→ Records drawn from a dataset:
╭──

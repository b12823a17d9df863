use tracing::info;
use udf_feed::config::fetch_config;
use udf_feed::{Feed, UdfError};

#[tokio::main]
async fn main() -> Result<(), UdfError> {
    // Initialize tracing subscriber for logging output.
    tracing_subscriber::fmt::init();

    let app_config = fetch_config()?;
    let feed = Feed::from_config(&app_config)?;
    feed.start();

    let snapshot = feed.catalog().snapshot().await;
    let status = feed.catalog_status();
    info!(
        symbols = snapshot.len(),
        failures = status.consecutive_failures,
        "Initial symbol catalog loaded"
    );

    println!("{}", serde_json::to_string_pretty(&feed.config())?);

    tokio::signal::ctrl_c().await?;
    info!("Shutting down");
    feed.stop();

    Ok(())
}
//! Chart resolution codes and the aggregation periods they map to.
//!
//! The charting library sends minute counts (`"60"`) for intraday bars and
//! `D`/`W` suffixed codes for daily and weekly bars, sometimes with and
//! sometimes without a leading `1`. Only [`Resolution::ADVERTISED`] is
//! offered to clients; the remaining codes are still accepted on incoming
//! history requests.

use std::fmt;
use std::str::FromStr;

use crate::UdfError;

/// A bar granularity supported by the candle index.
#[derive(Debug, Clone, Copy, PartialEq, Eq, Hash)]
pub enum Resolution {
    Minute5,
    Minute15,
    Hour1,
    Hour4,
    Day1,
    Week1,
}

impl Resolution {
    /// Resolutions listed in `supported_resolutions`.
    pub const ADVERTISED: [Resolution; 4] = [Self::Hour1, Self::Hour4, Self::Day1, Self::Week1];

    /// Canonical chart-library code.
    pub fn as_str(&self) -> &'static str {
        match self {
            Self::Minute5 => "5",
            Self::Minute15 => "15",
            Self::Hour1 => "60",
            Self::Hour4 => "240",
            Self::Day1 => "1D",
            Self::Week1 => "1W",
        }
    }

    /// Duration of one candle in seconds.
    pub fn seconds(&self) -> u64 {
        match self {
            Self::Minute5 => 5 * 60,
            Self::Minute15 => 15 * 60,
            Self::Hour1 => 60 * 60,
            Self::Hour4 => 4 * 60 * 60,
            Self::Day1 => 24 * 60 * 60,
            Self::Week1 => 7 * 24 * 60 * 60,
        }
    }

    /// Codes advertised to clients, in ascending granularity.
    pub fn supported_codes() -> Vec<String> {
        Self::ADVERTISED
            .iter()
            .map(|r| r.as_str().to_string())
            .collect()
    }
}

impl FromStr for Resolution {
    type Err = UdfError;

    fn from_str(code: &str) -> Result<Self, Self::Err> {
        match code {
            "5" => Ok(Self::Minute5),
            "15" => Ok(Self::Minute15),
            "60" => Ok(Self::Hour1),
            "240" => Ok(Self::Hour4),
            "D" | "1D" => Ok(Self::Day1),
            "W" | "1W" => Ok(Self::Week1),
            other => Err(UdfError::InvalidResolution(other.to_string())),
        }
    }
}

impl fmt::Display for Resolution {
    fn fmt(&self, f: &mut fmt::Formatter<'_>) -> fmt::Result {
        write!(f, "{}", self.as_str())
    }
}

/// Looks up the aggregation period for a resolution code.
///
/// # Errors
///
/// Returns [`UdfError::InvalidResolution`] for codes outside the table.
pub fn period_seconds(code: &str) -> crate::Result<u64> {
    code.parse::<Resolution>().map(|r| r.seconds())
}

╰──
╭──

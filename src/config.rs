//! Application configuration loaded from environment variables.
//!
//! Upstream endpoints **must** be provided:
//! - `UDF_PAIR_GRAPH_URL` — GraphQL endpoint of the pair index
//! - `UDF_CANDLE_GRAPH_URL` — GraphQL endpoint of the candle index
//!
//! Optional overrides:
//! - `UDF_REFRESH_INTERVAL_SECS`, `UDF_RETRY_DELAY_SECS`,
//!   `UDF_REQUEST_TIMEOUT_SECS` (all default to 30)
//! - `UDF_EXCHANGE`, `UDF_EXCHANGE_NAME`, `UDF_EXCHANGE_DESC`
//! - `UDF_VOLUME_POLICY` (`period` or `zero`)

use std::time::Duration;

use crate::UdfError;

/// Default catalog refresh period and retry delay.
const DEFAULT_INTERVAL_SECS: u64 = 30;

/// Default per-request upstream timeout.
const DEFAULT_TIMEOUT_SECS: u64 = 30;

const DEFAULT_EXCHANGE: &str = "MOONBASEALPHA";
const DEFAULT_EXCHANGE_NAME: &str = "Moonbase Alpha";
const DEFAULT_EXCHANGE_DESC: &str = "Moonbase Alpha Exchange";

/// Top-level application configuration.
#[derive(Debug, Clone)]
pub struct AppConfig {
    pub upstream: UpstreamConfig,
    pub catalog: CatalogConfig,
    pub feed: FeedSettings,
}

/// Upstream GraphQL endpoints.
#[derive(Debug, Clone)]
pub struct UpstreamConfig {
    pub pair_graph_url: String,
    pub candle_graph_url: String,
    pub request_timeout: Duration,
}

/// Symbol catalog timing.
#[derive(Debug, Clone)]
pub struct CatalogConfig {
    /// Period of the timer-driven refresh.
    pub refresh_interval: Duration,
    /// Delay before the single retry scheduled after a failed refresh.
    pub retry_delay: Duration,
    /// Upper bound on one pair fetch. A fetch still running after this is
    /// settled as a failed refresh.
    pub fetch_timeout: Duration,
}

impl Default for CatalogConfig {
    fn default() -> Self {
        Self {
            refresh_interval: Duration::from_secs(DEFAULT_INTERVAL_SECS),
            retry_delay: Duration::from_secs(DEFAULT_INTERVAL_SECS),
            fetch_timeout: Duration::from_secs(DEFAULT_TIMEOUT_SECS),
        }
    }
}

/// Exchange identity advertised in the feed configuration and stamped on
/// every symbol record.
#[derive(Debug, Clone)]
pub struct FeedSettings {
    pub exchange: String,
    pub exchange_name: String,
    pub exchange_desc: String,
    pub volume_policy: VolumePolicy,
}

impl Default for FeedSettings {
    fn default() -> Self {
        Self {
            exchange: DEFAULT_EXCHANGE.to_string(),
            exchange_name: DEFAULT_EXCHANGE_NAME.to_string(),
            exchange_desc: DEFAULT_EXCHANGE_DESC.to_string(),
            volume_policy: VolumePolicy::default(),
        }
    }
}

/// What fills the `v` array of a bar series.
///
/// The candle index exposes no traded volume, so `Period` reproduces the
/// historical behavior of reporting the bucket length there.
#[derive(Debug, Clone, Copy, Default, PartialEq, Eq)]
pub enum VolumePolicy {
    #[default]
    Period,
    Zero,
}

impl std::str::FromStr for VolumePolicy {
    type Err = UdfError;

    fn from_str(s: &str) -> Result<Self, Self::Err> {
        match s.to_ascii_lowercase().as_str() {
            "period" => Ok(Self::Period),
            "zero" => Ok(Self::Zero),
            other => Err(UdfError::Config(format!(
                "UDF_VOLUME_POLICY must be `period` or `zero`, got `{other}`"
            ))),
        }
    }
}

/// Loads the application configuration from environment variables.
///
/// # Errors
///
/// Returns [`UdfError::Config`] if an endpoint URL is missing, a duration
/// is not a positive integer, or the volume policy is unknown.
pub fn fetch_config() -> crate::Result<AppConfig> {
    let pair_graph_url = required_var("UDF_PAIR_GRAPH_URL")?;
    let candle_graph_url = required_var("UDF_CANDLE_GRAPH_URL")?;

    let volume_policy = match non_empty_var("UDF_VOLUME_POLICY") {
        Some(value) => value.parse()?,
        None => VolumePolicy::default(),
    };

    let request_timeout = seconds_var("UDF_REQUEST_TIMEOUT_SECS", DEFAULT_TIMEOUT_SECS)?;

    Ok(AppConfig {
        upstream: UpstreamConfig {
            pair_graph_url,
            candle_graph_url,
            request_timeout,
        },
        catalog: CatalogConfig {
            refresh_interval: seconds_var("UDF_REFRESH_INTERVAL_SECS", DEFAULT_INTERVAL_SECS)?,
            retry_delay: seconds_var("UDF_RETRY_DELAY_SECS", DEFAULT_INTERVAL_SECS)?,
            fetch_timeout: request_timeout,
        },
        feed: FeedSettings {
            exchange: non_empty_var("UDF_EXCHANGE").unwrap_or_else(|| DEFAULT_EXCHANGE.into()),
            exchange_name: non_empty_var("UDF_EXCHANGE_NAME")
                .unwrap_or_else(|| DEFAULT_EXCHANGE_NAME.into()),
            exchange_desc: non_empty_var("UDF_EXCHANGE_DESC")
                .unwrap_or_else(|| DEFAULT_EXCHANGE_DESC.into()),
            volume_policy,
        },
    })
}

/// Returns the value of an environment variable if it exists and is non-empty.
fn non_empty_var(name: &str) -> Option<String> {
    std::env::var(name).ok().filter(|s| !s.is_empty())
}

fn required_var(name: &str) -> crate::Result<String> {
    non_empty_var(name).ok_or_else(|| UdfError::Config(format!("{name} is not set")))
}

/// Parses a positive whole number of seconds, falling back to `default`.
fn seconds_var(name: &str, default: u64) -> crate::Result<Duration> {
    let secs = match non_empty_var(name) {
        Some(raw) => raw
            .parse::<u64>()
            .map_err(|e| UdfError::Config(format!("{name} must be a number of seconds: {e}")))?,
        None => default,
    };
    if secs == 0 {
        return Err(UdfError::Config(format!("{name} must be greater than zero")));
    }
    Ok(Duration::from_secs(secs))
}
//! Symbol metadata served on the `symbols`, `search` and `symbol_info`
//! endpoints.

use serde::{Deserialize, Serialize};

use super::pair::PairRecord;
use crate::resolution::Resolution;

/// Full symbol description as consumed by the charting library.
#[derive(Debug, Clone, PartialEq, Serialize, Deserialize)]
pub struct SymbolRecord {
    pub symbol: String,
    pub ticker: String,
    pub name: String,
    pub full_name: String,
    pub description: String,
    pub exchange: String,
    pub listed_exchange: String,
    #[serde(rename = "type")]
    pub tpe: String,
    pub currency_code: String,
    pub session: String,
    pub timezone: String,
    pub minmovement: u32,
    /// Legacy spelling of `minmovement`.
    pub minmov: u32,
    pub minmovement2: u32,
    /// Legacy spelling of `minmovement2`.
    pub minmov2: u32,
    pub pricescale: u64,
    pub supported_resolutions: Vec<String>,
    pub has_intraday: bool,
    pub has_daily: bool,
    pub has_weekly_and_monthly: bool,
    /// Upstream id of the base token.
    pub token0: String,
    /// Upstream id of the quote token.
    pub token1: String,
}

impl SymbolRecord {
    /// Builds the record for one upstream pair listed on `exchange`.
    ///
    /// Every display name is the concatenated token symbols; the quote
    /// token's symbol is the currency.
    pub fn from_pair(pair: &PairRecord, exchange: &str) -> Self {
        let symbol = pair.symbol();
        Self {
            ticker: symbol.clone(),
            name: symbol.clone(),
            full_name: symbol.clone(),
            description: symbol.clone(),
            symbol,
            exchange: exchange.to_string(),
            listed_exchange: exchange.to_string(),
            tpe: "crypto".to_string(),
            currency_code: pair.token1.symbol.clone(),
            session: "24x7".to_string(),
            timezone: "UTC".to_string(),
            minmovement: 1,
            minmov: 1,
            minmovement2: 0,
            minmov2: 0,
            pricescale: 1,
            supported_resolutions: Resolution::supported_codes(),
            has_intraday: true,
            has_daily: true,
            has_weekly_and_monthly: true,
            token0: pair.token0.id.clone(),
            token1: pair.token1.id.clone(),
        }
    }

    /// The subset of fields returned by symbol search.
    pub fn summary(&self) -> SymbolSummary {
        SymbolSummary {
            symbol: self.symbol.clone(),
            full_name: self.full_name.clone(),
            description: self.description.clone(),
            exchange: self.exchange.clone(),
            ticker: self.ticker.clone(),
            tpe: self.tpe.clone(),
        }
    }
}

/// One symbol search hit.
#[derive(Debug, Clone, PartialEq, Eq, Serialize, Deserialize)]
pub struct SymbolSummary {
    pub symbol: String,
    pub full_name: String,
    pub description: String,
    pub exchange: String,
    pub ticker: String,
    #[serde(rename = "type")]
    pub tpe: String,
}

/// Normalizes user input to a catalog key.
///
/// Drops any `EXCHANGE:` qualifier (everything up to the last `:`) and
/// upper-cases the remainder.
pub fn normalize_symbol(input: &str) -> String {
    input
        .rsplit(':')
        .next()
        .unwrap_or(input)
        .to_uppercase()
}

╰──

→ PROBLEM REQUIREMENTS:
Reading the records above, count the lines that include "FromStr" and say only how many.

→ EXERCISE RESPONSE:
3